Dataset excerpts:
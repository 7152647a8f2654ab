//! Kafka 基础设施封装
//!
//! 将 rdkafka 的底层 API 封装为业务友好的 Producer/Consumer 抽象，
//! 统一消息序列化、错误映射和优雅关闭语义。
//!
//! 消费端采用"处理成功后才保存位点"的至少一次语义：
//! 关闭 `enable.auto.offset.store`，handler 返回 Ok 后手动 store，
//! 由自动提交线程把已保存的位点刷到 broker。

use std::collections::HashMap;
use std::time::Duration;

use rdkafka::config::ClientConfig;
use rdkafka::consumer::{Consumer, StreamConsumer};
use rdkafka::message::{BorrowedMessage, Header, Headers, Message, OwnedHeaders};
use rdkafka::producer::{FutureProducer, FutureRecord, Producer};
use serde::Serialize;
use serde::de::DeserializeOwned;
use tokio::sync::watch;
use tracing::{debug, error, info, warn};

use crate::config::KafkaConfig;
use crate::error::NotifyError;
use crate::retry::RetryPolicy;

/// 事件类型消息头
pub const EVENT_TYPE_HEADER: &str = "event-type";

// ---------------------------------------------------------------------------
// ConsumerMessage
// ---------------------------------------------------------------------------

/// 消费到的 Kafka 消息的统一表示
///
/// 将 rdkafka 的 `BorrowedMessage`（带生命周期约束）转换为拥有所有权的结构体，
/// 使消息可以安全地跨 await 点传递给异步处理函数。
#[derive(Debug, Clone)]
pub struct ConsumerMessage {
    pub topic: String,
    pub partition: i32,
    pub offset: i64,
    pub key: Option<String>,
    pub payload: Vec<u8>,
    pub timestamp: Option<i64>,
    pub headers: HashMap<String, String>,
}

impl ConsumerMessage {
    fn from_borrowed(msg: &BorrowedMessage<'_>) -> Self {
        let key = msg
            .key()
            .and_then(|k| std::str::from_utf8(k).ok())
            .map(String::from);

        let payload = msg.payload().map(|p| p.to_vec()).unwrap_or_default();

        let mut headers = HashMap::new();
        if let Some(h) = msg.headers() {
            for idx in 0..h.count() {
                let header = h.get(idx);
                if let Some(raw) = header.value
                    && let Ok(value) = std::str::from_utf8(raw)
                {
                    headers.insert(header.key.to_string(), value.to_string());
                }
            }
        }

        Self {
            topic: msg.topic().to_string(),
            partition: msg.partition(),
            offset: msg.offset(),
            key,
            payload,
            timestamp: msg.timestamp().to_millis(),
            headers,
        }
    }

    pub fn header(&self, name: &str) -> Option<&str> {
        self.headers.get(name).map(String::as_str)
    }

    /// 将 JSON 格式负载反序列化为目标类型
    pub fn deserialize_payload<T: DeserializeOwned>(&self) -> Result<T, NotifyError> {
        serde_json::from_slice(&self.payload)
            .map_err(|e| NotifyError::Kafka(format!("负载反序列化失败: {e}")))
    }
}

// ---------------------------------------------------------------------------
// KafkaProducer
// ---------------------------------------------------------------------------

/// 面向业务的 Kafka 生产者
///
/// `FutureProducer` 内部是 Arc 包装的，Clone 开销很小。
#[derive(Clone)]
pub struct KafkaProducer {
    producer: FutureProducer,
}

impl KafkaProducer {
    /// 根据配置创建生产者
    ///
    /// 开启幂等写入，broker 重试不会在分区内产生重复消息。
    pub fn new(config: &KafkaConfig) -> Result<Self, NotifyError> {
        let producer: FutureProducer = ClientConfig::new()
            .set("bootstrap.servers", &config.brokers)
            .set("client.id", &config.client_id)
            .set("message.timeout.ms", "30000")
            .set("enable.idempotence", "true")
            .create()
            .map_err(|e| NotifyError::Kafka(format!("创建生产者失败: {e}")))?;

        info!(brokers = %config.brokers, "Kafka 生产者已初始化");
        Ok(Self { producer })
    }

    /// 发送原始字节消息，返回 (partition, offset)
    pub async fn send(
        &self,
        topic: &str,
        key: &str,
        payload: &[u8],
        event_type: Option<&str>,
    ) -> Result<(i32, i64), NotifyError> {
        let mut record = FutureRecord::to(topic).key(key).payload(payload);
        if let Some(event_type) = event_type {
            record = record.headers(OwnedHeaders::new().insert(Header {
                key: EVENT_TYPE_HEADER,
                value: Some(event_type),
            }));
        }

        let delivery = self
            .producer
            .send(record, Duration::from_secs(5))
            .await
            .map_err(|(e, _)| NotifyError::Kafka(format!("发送消息失败: {e}")))?;

        debug!(
            topic,
            key,
            partition = delivery.partition,
            offset = delivery.offset,
            "消息已发送"
        );
        Ok((delivery.partition, delivery.offset))
    }

    /// 将值序列化为 JSON 后发送
    pub async fn send_json<T: Serialize>(
        &self,
        topic: &str,
        key: &str,
        event_type: &str,
        value: &T,
    ) -> Result<(i32, i64), NotifyError> {
        let payload = serde_json::to_vec(value)?;
        self.send(topic, key, &payload, Some(event_type)).await
    }

    /// 刷新尚未确认的消息，进程退出前调用
    pub fn flush(&self, timeout: Duration) -> Result<(), NotifyError> {
        self.producer
            .flush(timeout)
            .map_err(|e| NotifyError::Kafka(format!("刷新生产者失败: {e}")))
    }
}

// ---------------------------------------------------------------------------
// KafkaConsumer
// ---------------------------------------------------------------------------

/// 面向业务的 Kafka 消费者
///
/// 封装 `StreamConsumer` 并提供基于 `watch` channel 的优雅关闭语义。
pub struct KafkaConsumer {
    consumer: StreamConsumer,
    /// handler 失败后重新处理同一条消息的退避策略
    redelivery: RetryPolicy,
}

impl KafkaConsumer {
    pub fn new(config: &KafkaConfig) -> Result<Self, NotifyError> {
        let consumer: StreamConsumer = ClientConfig::new()
            .set("bootstrap.servers", &config.brokers)
            .set("group.id", &config.consumer_group)
            .set("client.id", &config.client_id)
            .set("auto.offset.reset", &config.auto_offset_reset)
            .set("enable.auto.commit", "true")
            .set("enable.auto.offset.store", "false")
            .set("session.timeout.ms", "30000")
            .set("heartbeat.interval.ms", "3000")
            .create()
            .map_err(|e| NotifyError::Kafka(format!("创建消费者失败: {e}")))?;

        info!(
            brokers = %config.brokers,
            group_id = %config.consumer_group,
            "Kafka 消费者已初始化"
        );
        Ok(Self {
            consumer,
            redelivery: RetryPolicy::redelivery(),
        })
    }

    pub fn with_redelivery_policy(mut self, policy: RetryPolicy) -> Self {
        self.redelivery = policy;
        self
    }

    pub fn subscribe(&self, topics: &[&str]) -> Result<(), NotifyError> {
        self.consumer
            .subscribe(topics)
            .map_err(|e| NotifyError::Kafka(format!("订阅 topic 失败: {e}")))?;

        info!(?topics, "已订阅 Kafka topics");
        Ok(())
    }

    /// 启动消费循环
    ///
    /// - handler 返回 Ok 后保存 `offset + 1`，位点只在处理成功后前进；
    /// - handler 返回 Err 时按退避策略重新处理同一条消息，直到成功或收到关闭信号，
    ///   关闭时不保存位点，重启后该消息会被重新投递；
    /// - 关闭信号只在两条消息之间生效，正在执行的 handler 会自然完成。
    pub async fn start<F, Fut>(&self, mut shutdown: watch::Receiver<bool>, handler: F)
    where
        F: Fn(ConsumerMessage) -> Fut,
        Fut: std::future::Future<Output = Result<(), NotifyError>>,
    {
        use futures::StreamExt;

        let stream = self.consumer.stream();
        futures::pin_mut!(stream);

        info!("Kafka 消费循环已启动");

        loop {
            tokio::select! {
                biased;

                _ = shutdown.changed() => {
                    if *shutdown.borrow() {
                        info!("收到关闭信号，Kafka 消费循环退出");
                        break;
                    }
                }

                msg_result = stream.next() => {
                    let Some(msg_result) = msg_result else {
                        warn!("Kafka 消息流意外结束");
                        break;
                    };

                    let msg = match msg_result {
                        Ok(borrowed_msg) => ConsumerMessage::from_borrowed(&borrowed_msg),
                        Err(e) => {
                            error!(error = %e, "接收 Kafka 消息出错");
                            continue;
                        }
                    };

                    debug!(
                        topic = %msg.topic,
                        partition = msg.partition,
                        offset = msg.offset,
                        "收到 Kafka 消息"
                    );

                    if !self.process_until_acked(&msg, &handler, &mut shutdown).await {
                        info!(
                            partition = msg.partition,
                            offset = msg.offset,
                            "关闭时消息尚未处理成功，位点保持不变"
                        );
                        break;
                    }
                }
            }
        }
    }

    /// 反复调用 handler 直到成功；返回 false 表示因关闭信号放弃
    async fn process_until_acked<F, Fut>(
        &self,
        msg: &ConsumerMessage,
        handler: &F,
        shutdown: &mut watch::Receiver<bool>,
    ) -> bool
    where
        F: Fn(ConsumerMessage) -> Fut,
        Fut: std::future::Future<Output = Result<(), NotifyError>>,
    {
        let mut attempt: u32 = 0;

        loop {
            match handler(msg.clone()).await {
                Ok(()) => {
                    if let Err(e) =
                        self.consumer
                            .store_offset(&msg.topic, msg.partition, msg.offset + 1)
                    {
                        // 位点保存失败只会导致重复消费，下游处理是幂等的
                        warn!(
                            error = %e,
                            partition = msg.partition,
                            offset = msg.offset,
                            "保存消费位点失败"
                        );
                    }
                    return true;
                }
                Err(e) => {
                    let delay = self.redelivery.delay_for_attempt(attempt);
                    warn!(
                        error = %e,
                        partition = msg.partition,
                        offset = msg.offset,
                        attempt,
                        delay_ms = delay.as_millis() as u64,
                        "处理 Kafka 消息失败，位点不前进，退避后重试"
                    );
                    attempt = attempt.saturating_add(1);

                    tokio::select! {
                        _ = tokio::time::sleep(delay) => {}
                        _ = shutdown.changed() => {
                            if *shutdown.borrow() {
                                return false;
                            }
                        }
                    }
                }
            }
        }
    }
}

// ---------------------------------------------------------------------------
// 测试
// ---------------------------------------------------------------------------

> **Task to carry out**
Where a line of the entries contains the word "timeout", copy that line.

> **Answer box**
            .set("message.timeout.ms", "30000")
    pub fn flush(&self, timeout: Duration) -> Result<(), NotifyError> {
            .flush(timeout)
            .set("session.timeout.ms", "30000")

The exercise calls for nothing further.